Here is the application.properties:
bot.id = 1
bot.webscraper.className = Test
Here is the class where the error is raised from (i made the webScraperClassName
field not private final because i wanted to see whether this is causing injection issues here):
@ApplicationScoped
public class ConfigWebScraperBuilder {
@ConfigProperty(name = "bot.webscraper.className")
String webScraperClassName;
public ConfigWebScraperBuilder(String webScraperClassName) {
this.webScraperClassName = webScraperClassName;
}
public WebScraper buildWebScraperFromConfig() throws Exception {
Class<?> clazz = Class.forName(webScraperClassName);
Constructor<?> constructor = clazz.getConstructor(ParserAdapter.class);
return (WebScraper) constructor.newInstance(new Object[] { new ParserAdapter() });
}
}
Edit: The @ConfigProperty
annotation is imported from org.eclipse.microprofile.config.inject.ConfigProperty
and the same one used in other locations where the injection works perfectly fine.

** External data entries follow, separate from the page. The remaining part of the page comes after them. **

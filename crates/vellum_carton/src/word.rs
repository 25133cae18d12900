//! Identifier lookup under a cursor.

use crate::SourceRange;

/// Check if a byte is a valid identifier character.
#[inline]
pub fn is_word_byte(c: u8) -> bool {
    c.is_ascii_alphanumeric() || c == b'_' || c == b'$'
}

/// Get the identifier surrounding `offset`, together with its range.
///
/// A cursor sitting right after the last character of a word still selects
/// that word, as editors do.
pub fn word_at_offset(content: &str, offset: u32) -> Option<(SourceRange, &str)> {
    let bytes = content.as_bytes();
    let offset = offset as usize;
    if offset > bytes.len() {
        return None;
    }

    let anchor = if offset < bytes.len() && is_word_byte(bytes[offset]) {
        offset
    } else if offset > 0 && is_word_byte(bytes[offset - 1]) {
        offset - 1
    } else {
        return None;
    };

    let start = bytes[..anchor]
        .iter()
        .rposition(|&c| !is_word_byte(c))
        .map_or(0, |i| i + 1);
    let end = bytes[anchor..]
        .iter()
        .position(|&c| !is_word_byte(c))
        .map_or(bytes.len(), |i| anchor + i);

    let range = SourceRange::new(start as u32, end as u32);
    Some((range, &content[start..end]))
}

#[cfg(test)]
mod tests {
    use super::*;

    #[test]
    fn test_word_at_offset() {
        let content = "const message = 'hello'";

        let (range, word) = word_at_offset(content, 6).unwrap();
        assert_eq!(word, "message");
        assert_eq!(range, SourceRange::new(6, 13));

        assert_eq!(word_at_offset(content, 0).map(|w| w.1), Some("const"));
        // right after a word
        assert_eq!(word_at_offset(content, 5).map(|w| w.1), Some("const"));
        assert_eq!(word_at_offset(content, 14), None);
        assert_eq!(word_at_offset(content, 100), None);
    }

    #[test]
    fn test_dollar_and_underscore() {
        let content = "{{ $refs._input }}";
        assert_eq!(word_at_offset(content, 4).map(|w| w.1), Some("$refs"));
        assert_eq!(word_at_offset(content, 11).map(|w| w.1), Some("_input"));
    }

    #[test]
    fn test_end_of_text() {
        let content = "item";
        assert_eq!(word_at_offset(content, 4).map(|w| w.1), Some("item"));
    }
}
//! Attribute splitting for opening tags.

use compact_str::CompactString;
use vellum_carton::SourceRange;

use crate::region::Attribute;

/// Split raw attribute text into attributes.
///
/// `text` is the substring between a tag name and its closing `>`, and
/// `base` is the offset of `text` in the file. Tokens are separated
/// by whitespace outside quotes; each token splits on its first `=`. A value
/// loses one pair of matching surrounding quotes and is otherwise kept
/// verbatim.
pub fn parse_attributes(text: &str, base: u32) -> Vec<Attribute> {
    let bytes = text.as_bytes();
    let mut attributes = Vec::new();
    let mut i = 0;

    while i < bytes.len() {
        if bytes[i].is_ascii_whitespace() {
            i += 1;
            continue;
        }

        let start = i;
        let mut quote = None;
        while i < bytes.len() {
            let c = bytes[i];
            match quote {
                Some(q) if c == q => quote = None,
                Some(_) => {}
                None if c == b'"' || c == b'\'' => quote = Some(c),
                None if c.is_ascii_whitespace() => break,
                None => {}
            }
            i += 1;
        }

        if let Some(attribute) = split_token(&text[start..i], base + start as u32) {
            attributes.push(attribute);
        }
    }

    attributes
}

fn split_token(token: &str, offset: u32) -> Option<Attribute> {
    let (key, value) = match token.split_once('=') {
        Some((key, value)) => (key, Some(value)),
        None => (token, None),
    };
    if key.is_empty() || key == "/" {
        return None;
    }

    let key_range = SourceRange::new(offset, offset + key.len() as u32);
    let (value, value_range) = match value {
        Some(raw) => {
            let value_start = key_range.end + 1;
            let (inner, skipped) = strip_quotes(raw);
            let range = SourceRange::new(
                value_start + skipped,
                value_start + skipped + inner.len() as u32,
            );
            (Some(CompactString::new(inner)), Some(range))
        }
        None => (None, None),
    };

    Some(Attribute {
        key: CompactString::new(key),
        value,
        key_range,
        value_range,
    })
}

/// Remove one pair of matching surrounding quotes. Returns the inner text and
/// the number of bytes skipped at the front.
fn strip_quotes(raw: &str) -> (&str, u32) {
    let bytes = raw.as_bytes();
    match bytes.first() {
        Some(&q @ (b'"' | b'\'')) if bytes.len() >= 2 && bytes[bytes.len() - 1] == q => {
            (&raw[1..raw.len() - 1], 1)
        }
        _ => (raw, 0),
    }
}
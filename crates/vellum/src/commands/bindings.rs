//! Bindings command - Print the definition table of each file

use clap::Args;
use glob::glob;
use ignore::Walk;
use rayon::prelude::*;
use serde::Serialize;
use std::path::{Path, PathBuf};
use vellum_carton::{FxHashSet, LineIndex};
use vellum_croquis::BindingCategory;
use vellum_maestro::{AnalysisWarning, DefinitionCollector, DefinitionTable};

use super::{read_source, OutputFormat};
use crate::config::VellumConfig;
use crate::error::{CliError, Result};

#[derive(Args)]
pub struct BindingsArgs {
    /// Files, directories or glob patterns
    #[arg(default_value = "./**/*.vue")]
    pub patterns: Vec<String>,

    /// Output format
    #[arg(short, long, value_enum, default_value_t = OutputFormat::Text)]
    pub format: OutputFormat,
}

#[derive(Serialize)]
struct BindingOutput<'a> {
    name: &'a str,
    category: BindingCategory,
    offset: u32,
    line: u32,
    column: u32,
    #[serde(skip_serializing_if = "Option::is_none")]
    scope: Option<[u32; 2]>,
}

#[derive(Serialize)]
struct FileOutput<'a> {
    file: String,
    bindings: Vec<BindingOutput<'a>>,
    warnings: &'a [AnalysisWarning],
}

pub fn run(args: BindingsArgs, config: &VellumConfig) -> Result<()> {
    let collector = DefinitionCollector::with_options(config.definition.clone());
    let files = collect_files(&args.patterns, &collector);

    if files.is_empty() {
        return Err(CliError::NoFiles(args.patterns));
    }

    // Analyze all files in parallel; each file is independent.
    let results: Vec<(PathBuf, String, DefinitionTable)> = files
        .par_iter()
        .filter_map(|path| match read_source(path) {
            Ok(source) => {
                let table = collector.build_for_path(path, &source);
                Some((path.clone(), source, table))
            }
            Err(e) => {
                eprintln!("{}", e);
                None
            }
        })
        .collect();

    match args.format {
        OutputFormat::Json => {
            let output: Vec<_> = results
                .iter()
                .map(|(path, source, table)| file_output(path, source, table))
                .collect();
            println!("{}", serde_json::to_string_pretty(&output)?);
        }
        OutputFormat::Text => {
            for (path, source, table) in &results {
                print!("{}", render_text(&file_output(path, source, table)));
                for warning in table.warnings() {
                    eprintln!("\x1b[33mWarning:\x1b[0m {}", warning);
                }
            }
        }
    }

    Ok(())
}

/// Expand patterns into document paths. Glob patterns go through `glob`,
/// anything else is walked as a directory (respecting `.gitignore`). A file
/// matched by several patterns is analyzed once.
fn collect_files(patterns: &[String], collector: &DefinitionCollector) -> Vec<PathBuf> {
    let is_candidate = |p: &Path| {
        collector.supports_path(p) && !p.components().any(|c| c.as_os_str() == "node_modules")
    };
    let mut seen = FxHashSet::default();

    patterns
        .iter()
        .flat_map(|pattern| {
            if pattern.contains('*') || pattern.contains('?') || pattern.contains('[') {
                glob(pattern)
                    .ok()
                    .into_iter()
                    .flatten()
                    .filter_map(|r| r.ok())
                    .filter(|p| is_candidate(p))
                    .collect::<Vec<_>>()
            } else {
                Walk::new(pattern)
                    .filter_map(|e| e.ok())
                    .filter(|e| is_candidate(e.path()))
                    .map(|e| e.path().to_path_buf())
                    .collect::<Vec<_>>()
            }
        })
        .filter(|path| seen.insert(path.clone()))
        .collect()
}

fn file_output<'a>(path: &Path, source: &str, table: &'a DefinitionTable) -> FileOutput<'a> {
    let index = LineIndex::new(source);
    FileOutput {
        file: path.display().to_string(),
        bindings: table
            .bindings()
            .iter()
            .map(|b| {
                let pos = index.position(b.position);
                BindingOutput {
                    name: &b.name,
                    category: b.category,
                    offset: b.position,
                    line: pos.line + 1,
                    column: pos.character + 1,
                    scope: b.active_scope.map(|s| [s.start, s.end]),
                }
            })
            .collect(),
        warnings: table.warnings(),
    }
}

fn render_text(output: &FileOutput<'_>) -> String {
    let mut text = format!("{}\n", output.file);
    for binding in &output.bindings {
        let location = format!("{}:{}", binding.line, binding.column);
        text.push_str(&format!(
            "  {:<8} {:<12} {}",
            location,
            binding.category.as_str(),
            binding.name
        ));
        if let Some([start, end]) = binding.scope {
            text.push_str(&format!("  (in {}..{})", start, end));
        }
        text.push('\n');
    }
    text
}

CodePudding user response:
I think this is caused by Quarkus (or ArC, actually) finding a single constructor and hence treating that constructor as the bean constructor. All parameters of the bean constructor are injection points, so ArC tries to resolve a bean of type String
with the @Default
qualifier (which is implied because no other qualifier is present).
If you want the container to inject a config property into the parameter, add the @ConfigProperty
qualifier annotation to the parameter. If you don't want the container to inject anything into a constructor, declare a zero-parameter constructor (and mark it @Inject
if you want to keep the other constructor).